Ask HN: Selling with powerpoint but without product - MortenK

Myself and a friend were discussing the possibilities of selling a somewhat complex software product, which would be specialized toward a select few clients. The product does not exist, and such I argued that we couldn't sell it. My friend, who is a long term sales guy, argued that we could: By designing how it would work and present this to the potential clients.<p>I have tried this scenario before where I had only a prototype, and a very enthusiastic sales person went out and sold it to multiple clients. In this case however, we're talking about not a single line of code being written.<p>Personally I think it's a bit dodgy, i.e. It's a bit too much pie-in-the-sky to sell something that does not exist in any form other than as an idea. I have a hunch though that it is more common than I'd like to think.<p>I'm wondering if anybody here on HN has any experiences with non-existing products being sold purely on presentation? When it happens, is it an oddity or is it indeed pretty common in the IT industry?
======
agranig
When operating in the B2B landscape, it's pretty common. Large corporations
take time from the first pitch until signature (sometimes >6 months), and
during that time you can iterate over concepts based on their feedback. If you
are realistic when estimating the probability of signing the deal and thus
realistic of taking the risk, negotiate the payment terms wisely (e.g. 50%
after signature, 25% on delivery, 25% on acceptance) and manage to survive
until first payment, it can be a great approach for boot-strapping.

It helps having a reputation at the first clients beforehand (e.g. due to
free-lancing for them, or being introduced by others), otherwise large
corporations might have doubts working with a start-up anyways.

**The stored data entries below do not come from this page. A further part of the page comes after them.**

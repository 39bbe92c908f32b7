//! In-memory job registry shared by the HTTP layer and training threads.

use chrono::Utc;
use cls_types::{
    Job, JobResultsView, JobStatus, JobStatusView, ModelType, ProgressUpdate, ResultBundle,
};
use std::collections::HashMap;
use std::sync::{Mutex, MutexGuard, PoisonError};

/// Process-wide store of training jobs, guarded by a single mutex.
///
/// Every operation holds the lock only for the map access and the construction of the
/// returned copy. Unknown job ids are never an error: mutations become no-ops and reads
/// return `None`.
#[derive(Debug, Default)]
pub struct JobRegistry {
    jobs: Mutex<HashMap<String, Job>>,
}

impl JobRegistry {
    pub fn new() -> Self {
        Self::default()
    }

    fn now_iso() -> String {
        Utc::now().to_rfc3339()
    }

    // A panicking holder cannot leave a half-written record: every mutation below is a
    // sequence of plain field assignments on an existing entry.
    fn jobs(&self) -> MutexGuard<'_, HashMap<String, Job>> {
        self.jobs.lock().unwrap_or_else(PoisonError::into_inner)
    }

    fn with_job<F>(&self, job_id: &str, f: F) -> bool
    where
        F: FnOnce(&mut Job),
    {
        let mut guard = self.jobs();
        match guard.get_mut(job_id) {
            Some(job) => {
                f(job);
                true
            }
            None => false,
        }
    }

    /// Create (or silently replace) a job in `pending` state.
    pub fn create_job(&self, job_id: &str, model_type: ModelType) {
        let job = Job::new(job_id, model_type, Self::now_iso());
        let replaced = self.jobs().insert(job_id.to_string(), job).is_some();
        if replaced {
            tracing::warn!(job_id = %job_id, "job id reused; previous job replaced");
        }
        tracing::info!(job_id = %job_id, model_type = %model_type, "job created");
    }

    pub fn update_status(&self, job_id: &str, status: JobStatus) {
        let now = Self::now_iso();
        if self.with_job(job_id, |job| job.set_status(status, now)) {
            tracing::info!(job_id = %job_id, status = %status, "job status updated");
        }
    }

    /// Replace the progress snapshot and append the optional log line.
    pub fn update_progress(&self, job_id: &str, update: ProgressUpdate) {
        let now = Self::now_iso();
        let (progress, log_message) = update.into_parts();
        let (percent, epoch, total) = (progress.progress, progress.current_epoch, progress.total_epochs);
        let batch = progress.current_batch.zip(progress.total_batches);
        let found = self.with_job(job_id, |job| {
            job.set_progress(progress, now.clone());
            if let Some(message) = log_message {
                job.push_log(message, now);
            }
        });
        if !found {
            return;
        }
        match batch {
            Some((b, tb)) => tracing::debug!(
                job_id = %job_id,
                "progress {:.1}% (epoch {}/{}, batch {}/{})",
                percent, epoch, total, b, tb
            ),
            None => tracing::debug!(
                job_id = %job_id,
                "progress {:.1}% (epoch {}/{})",
                percent, epoch, total
            ),
        }
    }

    /// Mark the job completed, storing the public summary and retaining the full bundle.
    pub fn complete_job(&self, job_id: &str, bundle: ResultBundle) {
        let now = Self::now_iso();
        if self.with_job(job_id, |job| job.complete(bundle, now)) {
            tracing::info!(job_id = %job_id, "job completed");
        }
    }

    pub fn fail_job(&self, job_id: &str, error: &str) {
        let now = Self::now_iso();
        if self.with_job(job_id, |job| job.fail(error.to_string(), now)) {
            tracing::warn!(job_id = %job_id, error = %error, "job failed");
        }
    }

    /// Copy of the full record, including the artifact bundle when completed.
    pub fn get_job(&self, job_id: &str) -> Option<Job> {
        self.jobs().get(job_id).cloned()
    }

    pub fn get_job_status(&self, job_id: &str) -> Option<JobStatusView> {
        self.jobs().get(job_id).map(Job::status_view)
    }

    /// Results projection; `None` unless the job exists and is completed.
    pub fn get_job_results(&self, job_id: &str) -> Option<JobResultsView> {
        self.jobs().get(job_id).and_then(Job::results_view)
    }

    /// All jobs, each without its artifact bundle.
    pub fn list_jobs(&self) -> HashMap<String, Job> {
        self.jobs()
            .iter()
            .map(|(id, job)| (id.clone(), job.without_full_results()))
            .collect()
    }

    pub fn delete_job(&self, job_id: &str) -> bool {
        let removed = self.jobs().remove(job_id).is_some();
        if removed {
            tracing::info!(job_id = %job_id, "job deleted");
        }
        removed
    }

    pub fn len(&self) -> usize {
        self.jobs().len()
    }

    pub fn is_empty(&self) -> bool {
        self.jobs().is_empty()
    }
}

It worked well for my start-up, where I felt uncomfortable with that approach
also as a first-time founder (it's pretty awkward sitting there and listen to
your sales guy promising what-not to the client when nothing is there in
fact), but I've learned a lot from him since then :)

------
danielamitay
It shouldn't necessarily be a bad thing. Even if you can't make any progress
with such a pitch, there are benefits such as feedback on the concept, and if
you ever do follow through with the idea, there will be a visible continuity
from idea to prototype, which should make you more memorable.